- PROBLEM REQUIREMENTS: Reproduce, from the lines below, exactly the stretch that begins at the line containing "filename src/gpu/texture.rs" and ends at the line containing "let texture = device.create_texture(&wgpu::TextureDescriptor", both included.

- SUPPLIED MATERIAL:
···
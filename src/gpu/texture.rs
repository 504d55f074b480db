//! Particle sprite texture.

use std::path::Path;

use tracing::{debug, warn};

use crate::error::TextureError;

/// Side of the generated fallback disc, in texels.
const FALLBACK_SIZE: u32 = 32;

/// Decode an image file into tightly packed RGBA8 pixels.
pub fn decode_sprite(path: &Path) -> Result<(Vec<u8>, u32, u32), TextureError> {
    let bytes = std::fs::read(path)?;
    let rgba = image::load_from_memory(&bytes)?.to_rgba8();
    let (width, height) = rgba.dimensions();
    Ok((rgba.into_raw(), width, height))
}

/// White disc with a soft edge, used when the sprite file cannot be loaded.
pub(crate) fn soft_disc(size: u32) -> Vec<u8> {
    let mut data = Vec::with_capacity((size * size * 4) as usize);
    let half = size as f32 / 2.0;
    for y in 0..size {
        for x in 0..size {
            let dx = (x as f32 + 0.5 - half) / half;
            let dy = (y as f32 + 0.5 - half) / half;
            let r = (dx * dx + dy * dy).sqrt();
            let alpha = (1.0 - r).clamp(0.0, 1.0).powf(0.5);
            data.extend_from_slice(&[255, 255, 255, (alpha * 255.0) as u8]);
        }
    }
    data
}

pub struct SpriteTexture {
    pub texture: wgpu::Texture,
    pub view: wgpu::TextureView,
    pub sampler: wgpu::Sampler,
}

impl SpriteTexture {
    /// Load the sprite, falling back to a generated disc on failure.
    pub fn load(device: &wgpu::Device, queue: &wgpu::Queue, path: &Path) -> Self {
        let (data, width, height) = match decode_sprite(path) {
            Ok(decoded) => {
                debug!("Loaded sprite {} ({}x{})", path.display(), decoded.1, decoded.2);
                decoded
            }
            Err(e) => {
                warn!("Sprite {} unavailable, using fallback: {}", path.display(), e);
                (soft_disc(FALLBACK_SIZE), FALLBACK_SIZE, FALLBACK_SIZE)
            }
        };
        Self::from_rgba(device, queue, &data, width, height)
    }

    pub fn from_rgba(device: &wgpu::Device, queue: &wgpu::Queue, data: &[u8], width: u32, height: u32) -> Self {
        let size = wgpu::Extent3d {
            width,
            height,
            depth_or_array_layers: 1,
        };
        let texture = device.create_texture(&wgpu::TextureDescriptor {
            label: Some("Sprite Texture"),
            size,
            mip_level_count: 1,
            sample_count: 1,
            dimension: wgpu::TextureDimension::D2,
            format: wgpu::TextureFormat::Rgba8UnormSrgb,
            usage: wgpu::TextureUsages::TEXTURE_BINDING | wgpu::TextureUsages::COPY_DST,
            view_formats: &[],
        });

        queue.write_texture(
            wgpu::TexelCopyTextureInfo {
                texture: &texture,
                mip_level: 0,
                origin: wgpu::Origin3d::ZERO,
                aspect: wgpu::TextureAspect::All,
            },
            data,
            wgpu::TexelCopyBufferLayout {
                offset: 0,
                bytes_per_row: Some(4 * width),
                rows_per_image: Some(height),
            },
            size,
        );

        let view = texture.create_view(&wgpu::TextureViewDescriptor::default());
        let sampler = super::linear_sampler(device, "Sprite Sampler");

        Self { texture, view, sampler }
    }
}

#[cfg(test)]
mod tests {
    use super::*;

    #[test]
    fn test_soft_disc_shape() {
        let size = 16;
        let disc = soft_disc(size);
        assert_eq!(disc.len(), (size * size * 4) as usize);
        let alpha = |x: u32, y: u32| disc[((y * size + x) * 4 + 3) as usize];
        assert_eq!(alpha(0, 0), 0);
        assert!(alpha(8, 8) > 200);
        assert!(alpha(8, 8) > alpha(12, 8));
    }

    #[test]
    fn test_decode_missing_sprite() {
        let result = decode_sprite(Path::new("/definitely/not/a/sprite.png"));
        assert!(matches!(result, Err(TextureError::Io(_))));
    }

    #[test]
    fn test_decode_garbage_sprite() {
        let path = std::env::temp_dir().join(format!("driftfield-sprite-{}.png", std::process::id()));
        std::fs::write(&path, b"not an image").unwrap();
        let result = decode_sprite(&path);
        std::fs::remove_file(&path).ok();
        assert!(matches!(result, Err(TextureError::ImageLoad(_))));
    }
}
···
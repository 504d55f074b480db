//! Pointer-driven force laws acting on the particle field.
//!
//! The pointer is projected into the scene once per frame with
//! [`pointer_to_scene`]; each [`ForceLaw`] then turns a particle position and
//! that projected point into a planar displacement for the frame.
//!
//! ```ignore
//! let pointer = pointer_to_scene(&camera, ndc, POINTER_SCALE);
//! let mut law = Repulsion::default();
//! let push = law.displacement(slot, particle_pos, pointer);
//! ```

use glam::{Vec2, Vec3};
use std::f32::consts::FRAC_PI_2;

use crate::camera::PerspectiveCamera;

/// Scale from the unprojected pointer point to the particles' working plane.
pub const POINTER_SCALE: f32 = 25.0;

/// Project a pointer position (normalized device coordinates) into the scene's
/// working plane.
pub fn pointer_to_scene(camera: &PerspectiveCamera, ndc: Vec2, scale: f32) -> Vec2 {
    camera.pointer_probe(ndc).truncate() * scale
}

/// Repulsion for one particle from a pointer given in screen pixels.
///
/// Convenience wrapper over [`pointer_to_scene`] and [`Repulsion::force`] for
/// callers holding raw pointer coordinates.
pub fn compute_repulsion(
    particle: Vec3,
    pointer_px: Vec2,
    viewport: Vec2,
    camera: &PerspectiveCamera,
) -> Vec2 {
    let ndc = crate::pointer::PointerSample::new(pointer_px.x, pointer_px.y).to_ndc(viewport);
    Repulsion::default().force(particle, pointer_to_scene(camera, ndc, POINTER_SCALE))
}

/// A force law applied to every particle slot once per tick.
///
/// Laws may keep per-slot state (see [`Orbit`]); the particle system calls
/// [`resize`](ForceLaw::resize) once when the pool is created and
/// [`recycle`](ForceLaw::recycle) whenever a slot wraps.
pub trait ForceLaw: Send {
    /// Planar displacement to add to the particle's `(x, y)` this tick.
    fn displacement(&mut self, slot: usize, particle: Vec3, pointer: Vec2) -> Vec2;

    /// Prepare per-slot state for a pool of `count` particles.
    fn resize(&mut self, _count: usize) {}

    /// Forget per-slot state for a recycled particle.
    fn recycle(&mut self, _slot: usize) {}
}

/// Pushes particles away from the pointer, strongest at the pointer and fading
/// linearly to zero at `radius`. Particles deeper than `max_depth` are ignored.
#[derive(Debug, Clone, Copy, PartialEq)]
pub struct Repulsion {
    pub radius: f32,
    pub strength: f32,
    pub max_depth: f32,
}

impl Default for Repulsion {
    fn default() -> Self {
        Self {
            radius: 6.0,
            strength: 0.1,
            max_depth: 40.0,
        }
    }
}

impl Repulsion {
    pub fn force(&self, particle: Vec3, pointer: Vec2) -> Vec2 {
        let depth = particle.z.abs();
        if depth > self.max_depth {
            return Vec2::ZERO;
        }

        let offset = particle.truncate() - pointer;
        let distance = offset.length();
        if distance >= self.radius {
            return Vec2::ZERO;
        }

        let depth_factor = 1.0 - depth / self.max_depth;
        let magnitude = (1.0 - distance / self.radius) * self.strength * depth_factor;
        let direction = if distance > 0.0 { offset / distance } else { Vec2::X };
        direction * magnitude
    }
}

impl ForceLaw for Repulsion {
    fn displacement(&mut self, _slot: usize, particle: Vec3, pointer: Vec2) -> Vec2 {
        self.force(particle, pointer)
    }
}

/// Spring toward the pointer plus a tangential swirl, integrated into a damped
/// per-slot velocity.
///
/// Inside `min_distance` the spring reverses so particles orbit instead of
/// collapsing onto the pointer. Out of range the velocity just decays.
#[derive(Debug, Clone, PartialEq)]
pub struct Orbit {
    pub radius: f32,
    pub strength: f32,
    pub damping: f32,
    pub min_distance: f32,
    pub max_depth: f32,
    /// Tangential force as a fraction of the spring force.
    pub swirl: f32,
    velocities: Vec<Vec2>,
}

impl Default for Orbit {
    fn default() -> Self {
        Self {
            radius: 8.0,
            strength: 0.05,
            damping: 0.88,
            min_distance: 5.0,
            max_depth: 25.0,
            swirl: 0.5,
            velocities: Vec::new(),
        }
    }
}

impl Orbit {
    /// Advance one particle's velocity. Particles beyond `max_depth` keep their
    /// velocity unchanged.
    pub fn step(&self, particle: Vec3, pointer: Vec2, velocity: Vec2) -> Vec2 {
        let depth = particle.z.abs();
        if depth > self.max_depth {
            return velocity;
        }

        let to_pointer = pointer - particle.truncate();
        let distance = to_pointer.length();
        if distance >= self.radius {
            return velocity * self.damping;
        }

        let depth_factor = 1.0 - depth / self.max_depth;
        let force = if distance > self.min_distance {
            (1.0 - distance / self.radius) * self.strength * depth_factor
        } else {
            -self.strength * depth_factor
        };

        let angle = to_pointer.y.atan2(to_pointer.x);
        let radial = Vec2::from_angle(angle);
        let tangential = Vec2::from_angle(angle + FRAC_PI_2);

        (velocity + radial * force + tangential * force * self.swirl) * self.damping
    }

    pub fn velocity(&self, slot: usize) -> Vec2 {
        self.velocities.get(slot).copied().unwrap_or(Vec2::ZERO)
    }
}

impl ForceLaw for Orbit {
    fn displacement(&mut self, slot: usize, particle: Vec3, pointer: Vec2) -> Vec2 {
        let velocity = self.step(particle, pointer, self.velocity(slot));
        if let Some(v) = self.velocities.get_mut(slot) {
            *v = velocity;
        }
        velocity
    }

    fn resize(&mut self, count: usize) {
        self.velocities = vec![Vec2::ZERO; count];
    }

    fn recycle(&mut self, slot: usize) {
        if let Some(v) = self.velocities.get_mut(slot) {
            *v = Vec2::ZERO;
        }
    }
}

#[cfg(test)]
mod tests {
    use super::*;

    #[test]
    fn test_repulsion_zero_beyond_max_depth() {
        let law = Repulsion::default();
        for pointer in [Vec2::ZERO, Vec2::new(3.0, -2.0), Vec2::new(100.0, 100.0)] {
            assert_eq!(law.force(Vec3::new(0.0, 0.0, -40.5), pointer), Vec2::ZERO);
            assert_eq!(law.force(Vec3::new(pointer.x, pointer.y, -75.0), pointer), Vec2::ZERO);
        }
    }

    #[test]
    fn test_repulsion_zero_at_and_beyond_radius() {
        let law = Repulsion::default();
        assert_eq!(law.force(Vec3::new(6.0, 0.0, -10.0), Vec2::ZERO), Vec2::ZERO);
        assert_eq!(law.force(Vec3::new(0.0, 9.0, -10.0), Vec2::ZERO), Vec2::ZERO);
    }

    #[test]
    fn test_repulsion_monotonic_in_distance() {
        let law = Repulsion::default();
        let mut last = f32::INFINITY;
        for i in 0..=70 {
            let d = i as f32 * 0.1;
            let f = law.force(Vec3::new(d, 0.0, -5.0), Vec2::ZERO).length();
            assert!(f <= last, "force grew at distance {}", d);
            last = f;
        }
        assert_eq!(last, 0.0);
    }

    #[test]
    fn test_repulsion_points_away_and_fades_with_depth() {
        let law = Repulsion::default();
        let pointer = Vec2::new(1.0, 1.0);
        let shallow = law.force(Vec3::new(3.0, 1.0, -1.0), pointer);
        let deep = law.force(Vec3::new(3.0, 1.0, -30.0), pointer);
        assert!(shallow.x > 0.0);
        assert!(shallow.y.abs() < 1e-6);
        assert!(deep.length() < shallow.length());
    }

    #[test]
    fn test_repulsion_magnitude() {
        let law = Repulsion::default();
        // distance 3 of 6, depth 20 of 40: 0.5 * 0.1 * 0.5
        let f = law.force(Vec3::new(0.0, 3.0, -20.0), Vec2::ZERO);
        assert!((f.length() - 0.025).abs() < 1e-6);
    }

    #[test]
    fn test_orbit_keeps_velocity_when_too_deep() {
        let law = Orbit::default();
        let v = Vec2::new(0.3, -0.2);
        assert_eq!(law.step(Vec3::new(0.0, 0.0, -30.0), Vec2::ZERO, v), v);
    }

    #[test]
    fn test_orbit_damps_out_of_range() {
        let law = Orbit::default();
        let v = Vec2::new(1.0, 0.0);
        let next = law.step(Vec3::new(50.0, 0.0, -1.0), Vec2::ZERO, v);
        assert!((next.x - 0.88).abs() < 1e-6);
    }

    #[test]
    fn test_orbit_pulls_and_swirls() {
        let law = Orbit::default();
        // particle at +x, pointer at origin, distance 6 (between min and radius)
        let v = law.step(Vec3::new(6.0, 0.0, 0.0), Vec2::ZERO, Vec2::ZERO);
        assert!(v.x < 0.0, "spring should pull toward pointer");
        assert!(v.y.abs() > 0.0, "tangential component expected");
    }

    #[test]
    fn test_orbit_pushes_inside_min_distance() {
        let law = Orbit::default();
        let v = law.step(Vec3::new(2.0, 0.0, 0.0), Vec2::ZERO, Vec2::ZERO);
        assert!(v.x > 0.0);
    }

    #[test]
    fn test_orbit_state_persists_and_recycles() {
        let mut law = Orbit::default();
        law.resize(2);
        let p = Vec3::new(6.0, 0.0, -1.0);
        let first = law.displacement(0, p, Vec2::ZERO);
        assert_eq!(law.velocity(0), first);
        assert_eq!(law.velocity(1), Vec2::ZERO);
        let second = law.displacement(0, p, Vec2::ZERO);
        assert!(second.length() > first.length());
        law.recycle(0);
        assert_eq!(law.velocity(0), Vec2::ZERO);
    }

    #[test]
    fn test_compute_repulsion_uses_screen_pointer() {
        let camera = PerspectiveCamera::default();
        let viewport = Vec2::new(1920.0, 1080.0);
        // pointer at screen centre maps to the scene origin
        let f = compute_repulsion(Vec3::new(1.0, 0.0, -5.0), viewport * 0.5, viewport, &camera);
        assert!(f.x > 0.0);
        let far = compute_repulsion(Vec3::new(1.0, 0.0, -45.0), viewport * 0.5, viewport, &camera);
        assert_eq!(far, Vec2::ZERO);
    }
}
···
- EXERCISE RESPONSE:
filename src/gpu/texture.rs
repository 504d55f074b480db
//! Particle sprite texture.

use std::path::Path;

use tracing::{debug, warn};

use crate::error::TextureError;

/// Side of the generated fallback disc, in texels.
const FALLBACK_SIZE: u32 = 32;

/// Decode an image file into tightly packed RGBA8 pixels.
pub fn decode_sprite(path: &Path) -> Result<(Vec<u8>, u32, u32), TextureError> {
    let bytes = std::fs::read(path)?;
    let rgba = image::load_from_memory(&bytes)?.to_rgba8();
    let (width, height) = rgba.dimensions();
    Ok((rgba.into_raw(), width, height))
}

/// White disc with a soft edge, used when the sprite file cannot be loaded.
pub(crate) fn soft_disc(size: u32) -> Vec<u8> {
    let mut data = Vec::with_capacity((size * size * 4) as usize);
    let half = size as f32 / 2.0;
    for y in 0..size {
        for x in 0..size {
            let dx = (x as f32 + 0.5 - half) / half;
            let dy = (y as f32 + 0.5 - half) / half;
            let r = (dx * dx + dy * dy).sqrt();
            let alpha = (1.0 - r).clamp(0.0, 1.0).powf(0.5);
            data.extend_from_slice(&[255, 255, 255, (alpha * 255.0) as u8]);
        }
    }
    data
}

pub struct SpriteTexture {
    pub texture: wgpu::Texture,
    pub view: wgpu::TextureView,
    pub sampler: wgpu::Sampler,
}

impl SpriteTexture {
    /// Load the sprite, falling back to a generated disc on failure.
    pub fn load(device: &wgpu::Device, queue: &wgpu::Queue, path: &Path) -> Self {
        let (data, width, height) = match decode_sprite(path) {
            Ok(decoded) => {
                debug!("Loaded sprite {} ({}x{})", path.display(), decoded.1, decoded.2);
                decoded
            }
            Err(e) => {
                warn!("Sprite {} unavailable, using fallback: {}", path.display(), e);
                (soft_disc(FALLBACK_SIZE), FALLBACK_SIZE, FALLBACK_SIZE)
            }
        };
        Self::from_rgba(device, queue, &data, width, height)
    }

    pub fn from_rgba(device: &wgpu::Device, queue: &wgpu::Queue, data: &[u8], width: u32, height: u32) -> Self {
        let size = wgpu::Extent3d {
            width,
            height,
            depth_or_array_layers: 1,
        };
        let texture = device.create_texture(&wgpu::TextureDescriptor {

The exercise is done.